* Task item
The line containing "CORE APPOINTMENT MODELS" marks the end: restate word for word every line from the first line of the entries below through that one.

----------

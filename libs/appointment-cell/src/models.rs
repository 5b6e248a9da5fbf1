// libs/appointment-cell/src/models.rs
use std::fmt;

use chrono::{DateTime, NaiveDate, Utc};
use serde::{Deserialize, Serialize};
use uuid::Uuid;

use shared_utils::ClockTime;

// ==============================================================================
// CORE APPOINTMENT MODELS
// ==============================================================================

#[derive(Debug, Clone, Serialize, Deserialize)]
pub struct Appointment {
    pub id: Uuid,
    pub clinic_id: String,
    pub doctor_id: Uuid,
    pub doctor_name: String,
    pub patient_name: String,
    pub patient_phone: Option<String>,
    pub date: NaiveDate,
    /// Displayed start time; shifted forward by delay propagation.
    pub time: ClockTime,
    /// Join key to the derived slot calendar.
    pub slot_index: i32,
    pub session_index: i32,
    pub token_number: i32,
    pub status: AppointmentStatus,
    pub booked_via: BookingChannel,
    /// Cumulative minutes added by overrun propagation, never negative.
    pub delay_minutes: i32,
    /// Latest moment an advance booking may still claim the slot.
    pub cut_off_time: ClockTime,
    /// Deadline after which a pending appointment may be treated as abandoned.
    pub no_show_time: ClockTime,
    pub created_at: DateTime<Utc>,
    pub updated_at: DateTime<Utc>,
}

impl Appointment {
    /// Whether this appointment still holds its slot. Cancelled and no-show
    /// records stay in the store but free their position.
    pub fn occupies_slot(&self) -> bool {
        !matches!(
            self.status,
            AppointmentStatus::Cancelled | AppointmentStatus::NoShow
        )
    }

    /// Still waiting to be seen; the population the retiming engines move.
    pub fn is_awaiting_consultation(&self) -> bool {
        matches!(
            self.status,
            AppointmentStatus::Pending | AppointmentStatus::Confirmed
        )
    }

    pub fn is_walk_in(&self) -> bool {
        self.booked_via == BookingChannel::WalkIn
    }
}

#[derive(Debug, Clone, Copy, Serialize, Deserialize, PartialEq, Eq)]
#[serde(rename_all = "snake_case")]
pub enum AppointmentStatus {
    Pending,
    Confirmed,
    Completed,
    Cancelled,
    NoShow,
}

impl fmt::Display for AppointmentStatus {
    fn fmt(&self, f: &mut fmt::Formatter<'_>) -> fmt::Result {
        match self {
            AppointmentStatus::Pending => write!(f, "pending"),
            AppointmentStatus::Confirmed => write!(f, "confirmed"),
            AppointmentStatus::Completed => write!(f, "completed"),
            AppointmentStatus::Cancelled => write!(f, "cancelled"),
            AppointmentStatus::NoShow => write!(f, "no_show"),
        }
    }
}

#[derive(Debug, Clone, Copy, Serialize, Deserialize, PartialEq, Eq)]
#[serde(rename_all = "snake_case")]
pub enum BookingChannel {
    /// Booked online ahead of time; the "A token".
    Advance,
    /// Patient at the desk; the "W token".
    WalkIn,
    Phone,
}

impl fmt::Display for BookingChannel {
    fn fmt(&self, f: &mut fmt::Formatter<'_>) -> fmt::Result {
        match self {
            BookingChannel::Advance => write!(f, "advance"),
            BookingChannel::WalkIn => write!(f, "walk_in"),
            BookingChannel::Phone => write!(f, "phone"),
        }
    }
}

// ==============================================================================
// REQUEST MODELS
// ==============================================================================

#[derive(Debug, Clone, Serialize, Deserialize)]
pub struct BookAppointmentRequest {
    pub doctor_id: Uuid,
    pub date: NaiveDate,
    pub patient_name: String,
    pub patient_phone: Option<String>,
    pub booked_via: BookingChannel,
}

#[derive(Debug, Clone, Serialize, Deserialize)]
pub struct CompleteConsultationRequest {
    /// When the consultation actually ended; overrun is measured from the
    /// scheduled time plus the doctor's average duration.
    pub actual_end_time: ClockTime,
}

#[derive(Debug, Clone, Serialize, Deserialize)]
pub struct ReassignSessionRequest {
    pub doctor_id: Uuid,
    pub session_index: i32,
}

// ==============================================================================
// SCHEDULING POLICY
// ==============================================================================

/// Front-desk timing rules. One instance covers a clinic.
#[derive(Debug, Clone)]
pub struct SchedulingPolicy {
    pub cut_off_lead_minutes: i64,
    pub no_show_grace_minutes: i64,
    /// Advance/phone bookings may not take a slot starting within this
    /// window from now; walk-ins may.
    pub online_exclusion_minutes: i64,
    pub max_booking_attempts: u32,
    pub lock_timeout_seconds: i64,
}

impl Default for SchedulingPolicy {
    fn default() -> Self {
        Self {
            cut_off_lead_minutes: 15,
            no_show_grace_minutes: 15,
            online_exclusion_minutes: 60,
            max_booking_attempts: 3,
            lock_timeout_seconds: 30,
        }
    }
}

// ==============================================================================
// ERRORS
// ==============================================================================

#[derive(Debug, Clone, thiserror::Error)]
pub enum SchedulerError {
    #[error("Appointment not found")]
    NotFound,

    #[error("Doctor not found")]
    DoctorNotFound,

    #[error("No slot available")]
    NoSlotAvailable,

    #[error("Slot no longer available, please retry")]
    SlotTaken,

    #[error("Invalid availability template: {0}")]
    InvalidTemplate(String),

    #[error("Appointment cannot leave status {0}")]
    InvalidStatusTransition(AppointmentStatus),

    #[error("Database error: {0}")]
    DatabaseError(String),
}

impl From<doctor_cell::models::DoctorError> for SchedulerError {
    fn from(err: doctor_cell::models::DoctorError) -> Self {
        match err {
            doctor_cell::models::DoctorError::NotFound => SchedulerError::DoctorNotFound,
            doctor_cell::models::DoctorError::InvalidTemplate(msg) => {
                SchedulerError::InvalidTemplate(msg)
            }
            doctor_cell::models::DoctorError::DatabaseError(msg) => {
                SchedulerError::DatabaseError(msg)
            }
        }
    }
}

----------

* Answer box
filename libs/appointment-cell/src/models.rs
repository 5b6e248a9da5fbf1
// libs/appointment-cell/src/models.rs
use std::fmt;

use chrono::{DateTime, NaiveDate, Utc};
use serde::{Deserialize, Serialize};
use uuid::Uuid;

use shared_utils::ClockTime;

// ==============================================================================
// CORE APPOINTMENT MODELS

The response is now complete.